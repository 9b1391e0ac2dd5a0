use compass_core::context::AssistantContext;

#[derive(Clone, Debug, PartialEq, Eq)]
pub enum GuardrailDecision {
    Allow,
    Degrade { reason_code: &'static str, user_message: String, fallback_path: &'static str },
}

#[derive(Clone, Debug, PartialEq, Eq)]
pub struct GuardrailPolicy {
    /// Answer with a degraded notice while any platform reports unhealthy.
    pub require_healthy_platforms: bool,
}

impl Default for GuardrailPolicy {
    fn default() -> Self {
        Self { require_healthy_platforms: true }
    }
}

impl GuardrailPolicy {
    pub fn evaluate(&self, context: &AssistantContext) -> GuardrailDecision {
        if !self.require_healthy_platforms || context.all_platforms_healthy() {
            return GuardrailDecision::Allow;
        }

        GuardrailDecision::Degrade {
            reason_code: "platform_unhealthy",
            user_message: "I notice there are some connectivity issues with the CRM platforms. \
                           Let me help you with what data I can access, but some information \
                           might be limited."
                .to_string(),
            fallback_path: "partial_context",
        }
    }
}
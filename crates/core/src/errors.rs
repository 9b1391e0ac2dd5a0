use thiserror::Error;

/// Faults raised inside a single connector. The registry turns these into
/// per-platform error entries; they never reach sibling connectors.
#[derive(Clone, Debug, Error, PartialEq, Eq)]
pub enum ConnectorError {
    #[error("transport failure: {0}")]
    Transport(String),
    #[error("could not decode upstream payload: {0}")]
    Decode(String),
    #[error("record sink rejected batch: {0}")]
    Sink(String),
    #[error("connector misconfigured: {0}")]
    Configuration(String),
    #[error("connector task aborted: {0}")]
    Aborted(String),
}

#[derive(Clone, Debug, Error, PartialEq, Eq)]
pub enum ApplicationError {
    #[error(transparent)]
    Connector(#[from] ConnectorError),
    #[error("platform `{0}` is not registered")]
    PlatformNotFound(String),
}

#[derive(Clone, Debug, Error, PartialEq, Eq)]
pub enum InterfaceError {
    #[error("not found: {message}")]
    NotFound { message: String, correlation_id: String },
    #[error("service unavailable: {message}")]
    ServiceUnavailable { message: String, correlation_id: String },
    #[error("internal error: {message}")]
    Internal { message: String, correlation_id: String },
}

impl InterfaceError {
    pub fn user_message(&self) -> &'static str {
        match self {
            Self::NotFound { .. } => "The requested CRM platform is not connected.",
            Self::ServiceUnavailable { .. } => {
                "The CRM platform is temporarily unavailable. Please retry shortly."
            }
            Self::Internal { .. } => "An unexpected internal error occurred.",
        }
    }

    pub fn correlation_id(&self) -> &str {
        match self {
            Self::NotFound { correlation_id, .. }
            | Self::ServiceUnavailable { correlation_id, .. }
            | Self::Internal { correlation_id, .. } => correlation_id,
        }
    }
}

impl ApplicationError {
    pub fn into_interface(self, correlation_id: impl Into<String>) -> InterfaceError {
        let correlation_id = correlation_id.into();
        let mut mapped = InterfaceError::from(self);
        match &mut mapped {
            InterfaceError::NotFound { correlation_id: id, .. }
            | InterfaceError::ServiceUnavailable { correlation_id: id, .. }
            | InterfaceError::Internal { correlation_id: id, .. } => *id = correlation_id,
        }
        mapped
    }
}

impl From<ApplicationError> for InterfaceError {
    fn from(value: ApplicationError) -> Self {
        match value {
            ApplicationError::PlatformNotFound(name) => Self::NotFound {
                message: format!("platform `{name}` not found"),
                correlation_id: "unassigned".to_owned(),
            },
            ApplicationError::Connector(
                ConnectorError::Configuration(message) | ConnectorError::Aborted(message),
            ) => Self::Internal { message, correlation_id: "unassigned".to_owned() },
            ApplicationError::Connector(error) => Self::ServiceUnavailable {
                message: error.to_string(),
                correlation_id: "unassigned".to_owned(),
            },
        }
    }
}

#[cfg(test)]
mod tests {
    use crate::errors::{ApplicationError, ConnectorError, InterfaceError};

    #[test]
    fn unknown_platform_maps_to_not_found() {
        let interface =
            ApplicationError::PlatformNotFound("pipedrive".to_owned()).into_interface("req-1");

        assert!(matches!(
            interface,
            InterfaceError::NotFound { ref correlation_id, ref message }
                if correlation_id == "req-1" && message.contains("pipedrive")
        ));
        assert_eq!(interface.user_message(), "The requested CRM platform is not connected.");
    }

    #[test]
    fn transport_failure_maps_to_service_unavailable() {
        let interface = ApplicationError::from(ConnectorError::Transport(
            "connection reset".to_owned(),
        ))
        .into_interface("req-2");

        assert!(matches!(interface, InterfaceError::ServiceUnavailable { .. }));
        assert_eq!(interface.correlation_id(), "req-2");
    }

    #[test]
    fn misconfigured_connector_maps_to_internal() {
        let interface = ApplicationError::from(ConnectorError::Configuration(
            "http client could not be built".to_owned(),
        ))
        .into_interface("req-3");

        assert!(matches!(interface, InterfaceError::Internal { .. }));
        assert_eq!(interface.user_message(), "An unexpected internal error occurred.");
    }
}
pub mod commands;

use clap::{Parser, Subcommand};
use std::process::ExitCode;

#[derive(Debug, Parser)]
#[command(
    name = "compass",
    about = "Compass operator CLI",
    long_about = "Inspect Compass configuration, check CRM connectivity, and run one-off \
                  aggregation or sync passes without starting the HTTP server.",
    after_help = "Examples:\n  compass doctor --json\n  compass config\n  compass dashboard"
)]
pub struct Cli {
    #[command(subcommand)]
    command: Command,
}

#[derive(Debug, Subcommand)]
enum Command {
    #[command(about = "Validate config, CRM credentials, and platform connectivity")]
    Doctor {
        #[arg(long, help = "Emit machine-readable JSON output")]
        json: bool,
    },
    #[command(
        about = "Inspect effective configuration values with source attribution and redaction"
    )]
    Config,
    #[command(about = "Aggregate every connected platform and print the dashboard summary")]
    Dashboard,
    #[command(about = "Run a full sync against every connected platform")]
    Sync,
}

pub fn run() -> ExitCode {
    let cli = Cli::parse();

    let result = match cli.command {
        Command::Doctor { json } => commands::doctor::run(json),
        Command::Config => {
            commands::CommandResult { exit_code: 0, output: commands::config::run() }
        }
        Command::Dashboard => commands::dashboard::run(),
        Command::Sync => commands::sync::run(),
    };

    println!("{}", result.output);
    ExitCode::from(result.exit_code)
}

****************************************

_TASK PROMPT:_
Taking the records above, retype every line from the one with "pub enum GuardrailDecision" down to the one with "platform reports unhealthy.", exactly and with nothing else.

_WRITTEN RESPONSE:_
pub enum GuardrailDecision {
    Allow,
    Degrade { reason_code: &'static str, user_message: String, fallback_path: &'static str },
}

#[derive(Clone, Debug, PartialEq, Eq)]
pub struct GuardrailPolicy {
    /// Answer with a degraded notice while any platform reports unhealthy.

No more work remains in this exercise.